■ **Your instructions**: Provide the entries once more, identical in every word.
*** Source data
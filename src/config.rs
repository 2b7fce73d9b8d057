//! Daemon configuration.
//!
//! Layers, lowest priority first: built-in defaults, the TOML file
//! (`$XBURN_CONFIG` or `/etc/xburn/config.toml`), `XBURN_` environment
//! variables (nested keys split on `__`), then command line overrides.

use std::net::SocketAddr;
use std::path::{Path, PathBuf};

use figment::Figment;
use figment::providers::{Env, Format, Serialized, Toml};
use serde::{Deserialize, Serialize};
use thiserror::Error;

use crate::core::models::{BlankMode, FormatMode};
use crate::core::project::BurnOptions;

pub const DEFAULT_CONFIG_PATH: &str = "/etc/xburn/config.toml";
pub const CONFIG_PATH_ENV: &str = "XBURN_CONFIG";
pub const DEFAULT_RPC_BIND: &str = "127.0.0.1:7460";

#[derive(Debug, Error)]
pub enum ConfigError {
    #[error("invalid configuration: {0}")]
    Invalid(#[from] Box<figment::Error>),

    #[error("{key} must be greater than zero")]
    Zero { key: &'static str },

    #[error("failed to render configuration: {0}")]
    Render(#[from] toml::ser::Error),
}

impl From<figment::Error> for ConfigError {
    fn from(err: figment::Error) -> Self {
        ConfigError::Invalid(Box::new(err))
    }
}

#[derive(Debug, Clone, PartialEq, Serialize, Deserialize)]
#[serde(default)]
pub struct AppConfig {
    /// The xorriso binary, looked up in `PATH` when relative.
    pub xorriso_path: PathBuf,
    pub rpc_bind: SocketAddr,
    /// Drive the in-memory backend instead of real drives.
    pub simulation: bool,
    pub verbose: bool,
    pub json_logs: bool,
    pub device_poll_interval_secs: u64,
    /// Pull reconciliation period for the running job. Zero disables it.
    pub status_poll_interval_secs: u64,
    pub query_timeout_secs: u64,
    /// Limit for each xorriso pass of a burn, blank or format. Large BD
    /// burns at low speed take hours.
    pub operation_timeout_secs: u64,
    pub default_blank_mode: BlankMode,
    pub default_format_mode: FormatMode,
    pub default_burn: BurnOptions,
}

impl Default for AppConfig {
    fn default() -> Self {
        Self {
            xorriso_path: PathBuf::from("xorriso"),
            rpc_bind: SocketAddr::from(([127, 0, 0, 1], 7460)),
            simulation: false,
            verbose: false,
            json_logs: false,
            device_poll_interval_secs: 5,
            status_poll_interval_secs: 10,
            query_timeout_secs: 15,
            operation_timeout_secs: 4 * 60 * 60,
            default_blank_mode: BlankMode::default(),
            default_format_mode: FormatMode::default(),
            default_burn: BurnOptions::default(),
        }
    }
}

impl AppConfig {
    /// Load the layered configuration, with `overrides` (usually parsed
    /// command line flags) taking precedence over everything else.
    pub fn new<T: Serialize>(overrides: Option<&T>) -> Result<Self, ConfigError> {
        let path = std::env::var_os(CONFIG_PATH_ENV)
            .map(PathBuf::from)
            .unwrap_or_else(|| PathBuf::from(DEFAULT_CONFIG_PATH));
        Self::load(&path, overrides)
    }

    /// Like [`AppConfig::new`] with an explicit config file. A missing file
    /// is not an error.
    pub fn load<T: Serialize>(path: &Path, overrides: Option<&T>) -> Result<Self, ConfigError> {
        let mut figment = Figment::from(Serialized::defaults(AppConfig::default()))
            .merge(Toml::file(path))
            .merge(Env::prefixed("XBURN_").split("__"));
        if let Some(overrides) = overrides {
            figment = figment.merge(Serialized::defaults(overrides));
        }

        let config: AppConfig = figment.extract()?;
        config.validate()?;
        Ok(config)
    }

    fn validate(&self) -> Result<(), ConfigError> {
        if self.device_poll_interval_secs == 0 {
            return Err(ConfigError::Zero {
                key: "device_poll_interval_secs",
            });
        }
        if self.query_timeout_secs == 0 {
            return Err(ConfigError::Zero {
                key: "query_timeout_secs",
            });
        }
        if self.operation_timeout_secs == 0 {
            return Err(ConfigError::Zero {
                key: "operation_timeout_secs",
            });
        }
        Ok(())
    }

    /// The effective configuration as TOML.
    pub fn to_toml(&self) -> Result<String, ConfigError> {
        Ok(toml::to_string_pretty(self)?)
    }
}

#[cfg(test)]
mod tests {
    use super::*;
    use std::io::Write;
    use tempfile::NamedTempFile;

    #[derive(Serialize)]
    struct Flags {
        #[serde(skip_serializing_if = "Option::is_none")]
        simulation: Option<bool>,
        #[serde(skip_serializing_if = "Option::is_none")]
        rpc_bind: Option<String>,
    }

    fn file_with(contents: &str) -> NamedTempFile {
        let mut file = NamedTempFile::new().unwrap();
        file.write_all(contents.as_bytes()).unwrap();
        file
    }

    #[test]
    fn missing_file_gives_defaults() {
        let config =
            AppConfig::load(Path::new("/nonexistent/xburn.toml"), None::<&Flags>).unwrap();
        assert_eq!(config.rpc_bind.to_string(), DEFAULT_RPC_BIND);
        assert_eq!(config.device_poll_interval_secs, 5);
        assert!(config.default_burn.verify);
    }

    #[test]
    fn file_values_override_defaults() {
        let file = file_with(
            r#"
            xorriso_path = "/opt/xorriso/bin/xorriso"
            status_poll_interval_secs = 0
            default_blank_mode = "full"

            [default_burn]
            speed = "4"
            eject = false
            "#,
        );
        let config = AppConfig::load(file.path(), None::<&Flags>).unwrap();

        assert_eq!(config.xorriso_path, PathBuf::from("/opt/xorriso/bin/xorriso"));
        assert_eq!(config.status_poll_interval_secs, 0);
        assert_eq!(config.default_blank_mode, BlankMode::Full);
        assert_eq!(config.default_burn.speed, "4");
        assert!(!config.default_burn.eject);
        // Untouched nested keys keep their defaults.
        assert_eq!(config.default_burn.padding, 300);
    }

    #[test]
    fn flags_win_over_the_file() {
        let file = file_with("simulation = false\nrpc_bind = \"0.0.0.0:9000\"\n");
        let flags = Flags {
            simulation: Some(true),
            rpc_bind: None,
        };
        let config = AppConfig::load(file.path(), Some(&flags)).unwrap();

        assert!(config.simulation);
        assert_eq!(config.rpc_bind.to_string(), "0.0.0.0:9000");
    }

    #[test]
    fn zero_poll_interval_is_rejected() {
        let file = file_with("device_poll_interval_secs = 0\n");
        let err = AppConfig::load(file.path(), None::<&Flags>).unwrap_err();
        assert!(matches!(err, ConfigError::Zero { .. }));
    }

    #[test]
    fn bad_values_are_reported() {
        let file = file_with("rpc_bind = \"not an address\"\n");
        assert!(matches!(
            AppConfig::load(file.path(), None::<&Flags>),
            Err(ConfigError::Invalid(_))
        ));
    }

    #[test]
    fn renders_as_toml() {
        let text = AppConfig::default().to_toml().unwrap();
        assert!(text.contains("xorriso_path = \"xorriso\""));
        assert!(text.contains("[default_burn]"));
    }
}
******
■ **Response area**:
filename src/config.rs
repository 2b7fce73d9b8d057
//! Daemon configuration.
//!
//! Layers, lowest priority first: built-in defaults, the TOML file
//! (`$XBURN_CONFIG` or `/etc/xburn/config.toml`), `XBURN_` environment
//! variables (nested keys split on `__`), then command line overrides.

use std::net::SocketAddr;
use std::path::{Path, PathBuf};

use figment::Figment;
use figment::providers::{Env, Format, Serialized, Toml};
use serde::{Deserialize, Serialize};
use thiserror::Error;

use crate::core::models::{BlankMode, FormatMode};
use crate::core::project::BurnOptions;

pub const DEFAULT_CONFIG_PATH: &str = "/etc/xburn/config.toml";
pub const CONFIG_PATH_ENV: &str = "XBURN_CONFIG";
pub const DEFAULT_RPC_BIND: &str = "127.0.0.1:7460";

#[derive(Debug, Error)]
pub enum ConfigError {
    #[error("invalid configuration: {0}")]
    Invalid(#[from] Box<figment::Error>),

    #[error("{key} must be greater than zero")]
    Zero { key: &'static str },

    #[error("failed to render configuration: {0}")]
    Render(#[from] toml::ser::Error),
}

impl From<figment::Error> for ConfigError {
    fn from(err: figment::Error) -> Self {
        ConfigError::Invalid(Box::new(err))
    }
}

#[derive(Debug, Clone, PartialEq, Serialize, Deserialize)]
#[serde(default)]
pub struct AppConfig {
    /// The xorriso binary, looked up in `PATH` when relative.
    pub xorriso_path: PathBuf,
    pub rpc_bind: SocketAddr,
    /// Drive the in-memory backend instead of real drives.
    pub simulation: bool,
    pub verbose: bool,
    pub json_logs: bool,
    pub device_poll_interval_secs: u64,
    /// Pull reconciliation period for the running job. Zero disables it.
    pub status_poll_interval_secs: u64,
    pub query_timeout_secs: u64,
    /// Limit for each xorriso pass of a burn, blank or format. Large BD
    /// burns at low speed take hours.
    pub operation_timeout_secs: u64,
    pub default_blank_mode: BlankMode,
    pub default_format_mode: FormatMode,
    pub default_burn: BurnOptions,
}

impl Default for AppConfig {
    fn default() -> Self {
        Self {
            xorriso_path: PathBuf::from("xorriso"),
            rpc_bind: SocketAddr::from(([127, 0, 0, 1], 7460)),
            simulation: false,
            verbose: false,
            json_logs: false,
            device_poll_interval_secs: 5,
            status_poll_interval_secs: 10,
            query_timeout_secs: 15,
            operation_timeout_secs: 4 * 60 * 60,
            default_blank_mode: BlankMode::default(),
            default_format_mode: FormatMode::default(),
            default_burn: BurnOptions::default(),
        }
    }
}

impl AppConfig {
    /// Load the layered configuration, with `overrides` (usually parsed
    /// command line flags) taking precedence over everything else.
    pub fn new<T: Serialize>(overrides: Option<&T>) -> Result<Self, ConfigError> {
        let path = std::env::var_os(CONFIG_PATH_ENV)
            .map(PathBuf::from)
            .unwrap_or_else(|| PathBuf::from(DEFAULT_CONFIG_PATH));
        Self::load(&path, overrides)
    }

    /// Like [`AppConfig::new`] with an explicit config file. A missing file
    /// is not an error.
    pub fn load<T: Serialize>(path: &Path, overrides: Option<&T>) -> Result<Self, ConfigError> {
        let mut figment = Figment::from(Serialized::defaults(AppConfig::default()))
            .merge(Toml::file(path))
            .merge(Env::prefixed("XBURN_").split("__"));
        if let Some(overrides) = overrides {
            figment = figment.merge(Serialized::defaults(overrides));
        }

        let config: AppConfig = figment.extract()?;
        config.validate()?;
        Ok(config)
    }

    fn validate(&self) -> Result<(), ConfigError> {
        if self.device_poll_interval_secs == 0 {
            return Err(ConfigError::Zero {
                key: "device_poll_interval_secs",
            });
        }
        if self.query_timeout_secs == 0 {
            return Err(ConfigError::Zero {
                key: "query_timeout_secs",
            });
        }
        if self.operation_timeout_secs == 0 {
            return Err(ConfigError::Zero {
                key: "operation_timeout_secs",
            });
        }
        Ok(())
    }

    /// The effective configuration as TOML.
    pub fn to_toml(&self) -> Result<String, ConfigError> {
        Ok(toml::to_string_pretty(self)?)
    }
}

#[cfg(test)]
mod tests {
    use super::*;
    use std::io::Write;
    use tempfile::NamedTempFile;

    #[derive(Serialize)]
    struct Flags {
        #[serde(skip_serializing_if = "Option::is_none")]
        simulation: Option<bool>,
        #[serde(skip_serializing_if = "Option::is_none")]
        rpc_bind: Option<String>,
    }

    fn file_with(contents: &str) -> NamedTempFile {
        let mut file = NamedTempFile::new().unwrap();
        file.write_all(contents.as_bytes()).unwrap();
        file
    }

    #[test]
    fn missing_file_gives_defaults() {
        let config =
            AppConfig::load(Path::new("/nonexistent/xburn.toml"), None::<&Flags>).unwrap();
        assert_eq!(config.rpc_bind.to_string(), DEFAULT_RPC_BIND);
        assert_eq!(config.device_poll_interval_secs, 5);
        assert!(config.default_burn.verify);
    }

    #[test]
    fn file_values_override_defaults() {
        let file = file_with(
            r#"
            xorriso_path = "/opt/xorriso/bin/xorriso"
            status_poll_interval_secs = 0
            default_blank_mode = "full"

            [default_burn]
            speed = "4"
            eject = false
            "#,
        );
        let config = AppConfig::load(file.path(), None::<&Flags>).unwrap();

        assert_eq!(config.xorriso_path, PathBuf::from("/opt/xorriso/bin/xorriso"));
        assert_eq!(config.status_poll_interval_secs, 0);
        assert_eq!(config.default_blank_mode, BlankMode::Full);
        assert_eq!(config.default_burn.speed, "4");
        assert!(!config.default_burn.eject);
        // Untouched nested keys keep their defaults.
        assert_eq!(config.default_burn.padding, 300);
    }

    #[test]
    fn flags_win_over_the_file() {
        let file = file_with("simulation = false\nrpc_bind = \"0.0.0.0:9000\"\n");
        let flags = Flags {
            simulation: Some(true),
            rpc_bind: None,
        };
        let config = AppConfig::load(file.path(), Some(&flags)).unwrap();

        assert!(config.simulation);
        assert_eq!(config.rpc_bind.to_string(), "0.0.0.0:9000");
    }

    #[test]
    fn zero_poll_interval_is_rejected() {
        let file = file_with("device_poll_interval_secs = 0\n");
        let err = AppConfig::load(file.path(), None::<&Flags>).unwrap_err();
        assert!(matches!(err, ConfigError::Zero { .. }));
    }

    #[test]
    fn bad_values_are_reported() {
        let file = file_with("rpc_bind = \"not an address\"\n");
        assert!(matches!(
            AppConfig::load(file.path(), None::<&Flags>),
            Err(ConfigError::Invalid(_))
        ));
    }

    #[test]
    fn renders_as_toml() {
        let text = AppConfig::default().to_toml().unwrap();
        assert!(text.contains("xorriso_path = \"xorriso\""));
        assert!(text.contains("[default_burn]"));
    }
}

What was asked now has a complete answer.